- _YOUR INSTRUCTIONS_: Every entry must be reproduced word for word.

- _RECORD EXCERPTS_:
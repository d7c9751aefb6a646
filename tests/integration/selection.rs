//! Health transitions and selection fairness
//!
//! Drives the selector and recorder against the in-memory store.

use std::collections::HashMap;
use std::sync::Arc;

use chrono::{Duration, Utc};
use futures::future::join_all;
use pretty_assertions::assert_eq;

use keypool::credentials::{
    Credential, CredentialSelector, CredentialStatus, CredentialStore, HealthPolicy,
    HealthRecorder,
};

use crate::common::{constants::*, seeded_store};
use crate::mocks::CountingStore;

struct Pool {
    store: Arc<dyn CredentialStore>,
    selector: CredentialSelector,
    recorder: HealthRecorder,
}

async fn pool(credentials: &[(&str, &str)]) -> Pool {
    let store: Arc<dyn CredentialStore> = seeded_store(credentials).await;
    let policy = Arc::new(HealthPolicy::default());
    Pool {
        selector: CredentialSelector::new(store.clone(), policy.clone()),
        recorder: HealthRecorder::new(store.clone(), policy),
        store,
    }
}

#[tokio::test]
async fn test_threshold_failures_exclude_credential_until_cooldown_elapses() {
    let pool = pool(&[("c1", SECRET_1)]).await;

    for _ in 0..2 {
        pool.recorder.record_failure("c1", "HTTP 503: overloaded").await;
    }
    let cred = pool.store.get("c1").await.unwrap().unwrap();
    assert_eq!(cred.status, CredentialStatus::Active);
    assert!(pool.selector.get_best_credential(PROVIDER).await.is_some());

    pool.recorder.record_failure("c1", "HTTP 503: overloaded").await;
    let cred = pool.store.get("c1").await.unwrap().unwrap();
    assert_eq!(cred.status, CredentialStatus::Cooldown);
    assert_eq!(cred.consecutive_failures, 3);
    let until = cred.cooldown_until.expect("cooldown deadline set");

    assert!(pool.selector.get_best_credential(PROVIDER).await.is_none());
    assert!(pool
        .selector
        .get_best_credential_at(PROVIDER, until - Duration::milliseconds(1))
        .await
        .is_none());

    let revived = pool.selector.get_best_credential_at(PROVIDER, until).await;
    assert_eq!(revived.map(|c| c.id), Some("c1".to_string()));
}

#[tokio::test]
async fn test_success_revives_cooldown_and_stays_active() {
    let pool = pool(&[("c1", SECRET_1)]).await;
    for _ in 0..3 {
        pool.recorder.record_failure("c1", "HTTP 429: quota").await;
    }
    assert_eq!(
        pool.store.get("c1").await.unwrap().unwrap().status,
        CredentialStatus::Cooldown
    );

    pool.recorder.record_success("c1", None).await;
    let cred = pool.store.get("c1").await.unwrap().unwrap();
    assert_eq!(cred.status, CredentialStatus::Active);
    assert_eq!(cred.consecutive_failures, 0);
    assert_eq!(cred.cooldown_until, None);

    pool.recorder.record_success("c1", None).await;
    let cred = pool.store.get("c1").await.unwrap().unwrap();
    assert_eq!(cred.status, CredentialStatus::Active);
    assert_eq!(cred.total_successes, 2);
}

#[tokio::test]
async fn test_equal_health_credentials_rotate_round_robin() {
    let ids = ["c1", "c2", "c3"];
    let pool = pool(&[("c1", SECRET_1), ("c2", SECRET_2), ("c3", SECRET_3)]).await;

    let cycles = 30;
    let mut order = Vec::with_capacity(cycles);
    for _ in 0..cycles {
        let cred = pool.selector.get_best_credential(PROVIDER).await.unwrap();
        pool.recorder.record_success(&cred.id, None).await;
        order.push(cred.id);
        // Keep last_used_at strictly increasing between cycles
        tokio::time::sleep(std::time::Duration::from_millis(1)).await;
    }

    // Never-used credentials come first in id order, then strict rotation
    for (i, id) in order.iter().enumerate() {
        assert_eq!(id, ids[i % ids.len()], "cycle {}", i);
    }

    let mut counts: HashMap<String, u64> = HashMap::new();
    for id in order {
        *counts.entry(id).or_default() += 1;
    }
    assert!(counts.values().all(|&n| n == (cycles / ids.len()) as u64));
}

#[tokio::test]
async fn test_failing_credential_is_passed_over_for_healthy_peer() {
    let pool = pool(&[("c1", SECRET_1), ("c2", SECRET_2)]).await;
    pool.recorder.record_failure("c1", "HTTP 500: internal").await;

    for _ in 0..5 {
        let cred = pool.selector.get_best_credential(PROVIDER).await.unwrap();
        assert_eq!(cred.id, "c2");
        pool.recorder.record_success(&cred.id, None).await;
    }
}

#[tokio::test]
async fn test_repeated_failures_extend_cooldown() {
    let pool = pool(&[("c1", SECRET_1)]).await;
    for _ in 0..3 {
        pool.recorder.record_failure("c1", "HTTP 503").await;
    }
    let first = pool.store.get("c1").await.unwrap().unwrap().cooldown_until.unwrap();

    // A caller that selected c1 before the cooldown reports another failure
    pool.recorder.record_failure("c1", "HTTP 503").await;
    let second = pool.store.get("c1").await.unwrap().unwrap().cooldown_until.unwrap();

    assert!(second - first >= Duration::seconds(25));
    assert!(second > Utc::now() + Duration::seconds(55));
}

#[tokio::test]
async fn test_concurrent_failures_reach_exact_counts() {
    let pool = Arc::new(pool(&[("c1", SECRET_1)]).await);

    let handles = (0..40).map(|_| {
        let pool = pool.clone();
        tokio::spawn(async move {
            pool.recorder.record_failure("c1", "HTTP 503").await;
        })
    });
    for result in join_all(handles).await {
        result.unwrap();
    }

    let cred = pool.store.get("c1").await.unwrap().unwrap();
    assert_eq!(cred.consecutive_failures, 40);
    assert_eq!(cred.total_failures, 40);
    assert_eq!(cred.status, CredentialStatus::Cooldown);
}

#[tokio::test]
async fn test_success_between_failure_and_cooldown_leaves_credential_active() {
    let store = Arc::new(CountingStore::new().success_after_failure(3));
    store
        .insert(Credential::with_id("c1", PROVIDER, SECRET_1))
        .await
        .unwrap();
    let store: Arc<dyn CredentialStore> = store;
    let recorder = HealthRecorder::new(store.clone(), Arc::new(HealthPolicy::default()));

    for _ in 0..3 {
        recorder.record_failure("c1", "HTTP 503").await;
    }

    let cred = store.get("c1").await.unwrap().unwrap();
    assert_eq!(cred.status, CredentialStatus::Active);
    assert_eq!(cred.consecutive_failures, 0);
    assert_eq!(cred.cooldown_until, None);
    assert_eq!(cred.total_successes, 1);
}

- _OUTPUT FOR THIS TASK_:
repository d7c9751aefb6a646
filename tests/integration/selection.rs
//! Health transitions and selection fairness
//!
//! Drives the selector and recorder against the in-memory store.

use std::collections::HashMap;
use std::sync::Arc;

use chrono::{Duration, Utc};
use futures::future::join_all;
use pretty_assertions::assert_eq;

use keypool::credentials::{
    Credential, CredentialSelector, CredentialStatus, CredentialStore, HealthPolicy,
    HealthRecorder,
};

use crate::common::{constants::*, seeded_store};
use crate::mocks::CountingStore;

struct Pool {
    store: Arc<dyn CredentialStore>,
    selector: CredentialSelector,
    recorder: HealthRecorder,
}

async fn pool(credentials: &[(&str, &str)]) -> Pool {
    let store: Arc<dyn CredentialStore> = seeded_store(credentials).await;
    let policy = Arc::new(HealthPolicy::default());
    Pool {
        selector: CredentialSelector::new(store.clone(), policy.clone()),
        recorder: HealthRecorder::new(store.clone(), policy),
        store,
    }
}

#[tokio::test]
async fn test_threshold_failures_exclude_credential_until_cooldown_elapses() {
    let pool = pool(&[("c1", SECRET_1)]).await;

    for _ in 0..2 {
        pool.recorder.record_failure("c1", "HTTP 503: overloaded").await;
    }
    let cred = pool.store.get("c1").await.unwrap().unwrap();
    assert_eq!(cred.status, CredentialStatus::Active);
    assert!(pool.selector.get_best_credential(PROVIDER).await.is_some());

    pool.recorder.record_failure("c1", "HTTP 503: overloaded").await;
    let cred = pool.store.get("c1").await.unwrap().unwrap();
    assert_eq!(cred.status, CredentialStatus::Cooldown);
    assert_eq!(cred.consecutive_failures, 3);
    let until = cred.cooldown_until.expect("cooldown deadline set");

    assert!(pool.selector.get_best_credential(PROVIDER).await.is_none());
    assert!(pool
        .selector
        .get_best_credential_at(PROVIDER, until - Duration::milliseconds(1))
        .await
        .is_none());

    let revived = pool.selector.get_best_credential_at(PROVIDER, until).await;
    assert_eq!(revived.map(|c| c.id), Some("c1".to_string()));
}

#[tokio::test]
async fn test_success_revives_cooldown_and_stays_active() {
    let pool = pool(&[("c1", SECRET_1)]).await;
    for _ in 0..3 {
        pool.recorder.record_failure("c1", "HTTP 429: quota").await;
    }
    assert_eq!(
        pool.store.get("c1").await.unwrap().unwrap().status,
        CredentialStatus::Cooldown
    );

    pool.recorder.record_success("c1", None).await;
    let cred = pool.store.get("c1").await.unwrap().unwrap();
    assert_eq!(cred.status, CredentialStatus::Active);
    assert_eq!(cred.consecutive_failures, 0);
    assert_eq!(cred.cooldown_until, None);

    pool.recorder.record_success("c1", None).await;
    let cred = pool.store.get("c1").await.unwrap().unwrap();
    assert_eq!(cred.status, CredentialStatus::Active);
    assert_eq!(cred.total_successes, 2);
}

#[tokio::test]
async fn test_equal_health_credentials_rotate_round_robin() {
    let ids = ["c1", "c2", "c3"];
    let pool = pool(&[("c1", SECRET_1), ("c2", SECRET_2), ("c3", SECRET_3)]).await;

    let cycles = 30;
    let mut order = Vec::with_capacity(cycles);
    for _ in 0..cycles {
        let cred = pool.selector.get_best_credential(PROVIDER).await.unwrap();
        pool.recorder.record_success(&cred.id, None).await;
        order.push(cred.id);
        // Keep last_used_at strictly increasing between cycles
        tokio::time::sleep(std::time::Duration::from_millis(1)).await;
    }

    // Never-used credentials come first in id order, then strict rotation
    for (i, id) in order.iter().enumerate() {
        assert_eq!(id, ids[i % ids.len()], "cycle {}", i);
    }

    let mut counts: HashMap<String, u64> = HashMap::new();
    for id in order {
        *counts.entry(id).or_default() += 1;
    }
    assert!(counts.values().all(|&n| n == (cycles / ids.len()) as u64));
}

#[tokio::test]
async fn test_failing_credential_is_passed_over_for_healthy_peer() {
    let pool = pool(&[("c1", SECRET_1), ("c2", SECRET_2)]).await;
    pool.recorder.record_failure("c1", "HTTP 500: internal").await;

    for _ in 0..5 {
        let cred = pool.selector.get_best_credential(PROVIDER).await.unwrap();
        assert_eq!(cred.id, "c2");
        pool.recorder.record_success(&cred.id, None).await;
    }
}

#[tokio::test]
async fn test_repeated_failures_extend_cooldown() {
    let pool = pool(&[("c1", SECRET_1)]).await;
    for _ in 0..3 {
        pool.recorder.record_failure("c1", "HTTP 503").await;
    }
    let first = pool.store.get("c1").await.unwrap().unwrap().cooldown_until.unwrap();

    // A caller that selected c1 before the cooldown reports another failure
    pool.recorder.record_failure("c1", "HTTP 503").await;
    let second = pool.store.get("c1").await.unwrap().unwrap().cooldown_until.unwrap();

    assert!(second - first >= Duration::seconds(25));
    assert!(second > Utc::now() + Duration::seconds(55));
}

#[tokio::test]
async fn test_concurrent_failures_reach_exact_counts() {
    let pool = Arc::new(pool(&[("c1", SECRET_1)]).await);

    let handles = (0..40).map(|_| {
        let pool = pool.clone();
        tokio::spawn(async move {
            pool.recorder.record_failure("c1", "HTTP 503").await;
        })
    });
    for result in join_all(handles).await {
        result.unwrap();
    }

    let cred = pool.store.get("c1").await.unwrap().unwrap();
    assert_eq!(cred.consecutive_failures, 40);
    assert_eq!(cred.total_failures, 40);
    assert_eq!(cred.status, CredentialStatus::Cooldown);
}

#[tokio::test]
async fn test_success_between_failure_and_cooldown_leaves_credential_active() {
    let store = Arc::new(CountingStore::new().success_after_failure(3));
    store
        .insert(Credential::with_id("c1", PROVIDER, SECRET_1))
        .await
        .unwrap();
    let store: Arc<dyn CredentialStore> = store;
    let recorder = HealthRecorder::new(store.clone(), Arc::new(HealthPolicy::default()));

    for _ in 0..3 {
        recorder.record_failure("c1", "HTTP 503").await;
    }

    let cred = store.get("c1").await.unwrap().unwrap();
    assert_eq!(cred.status, CredentialStatus::Active);
    assert_eq!(cred.consecutive_failures, 0);
    assert_eq!(cred.cooldown_until, None);
    assert_eq!(cred.total_successes, 1);
}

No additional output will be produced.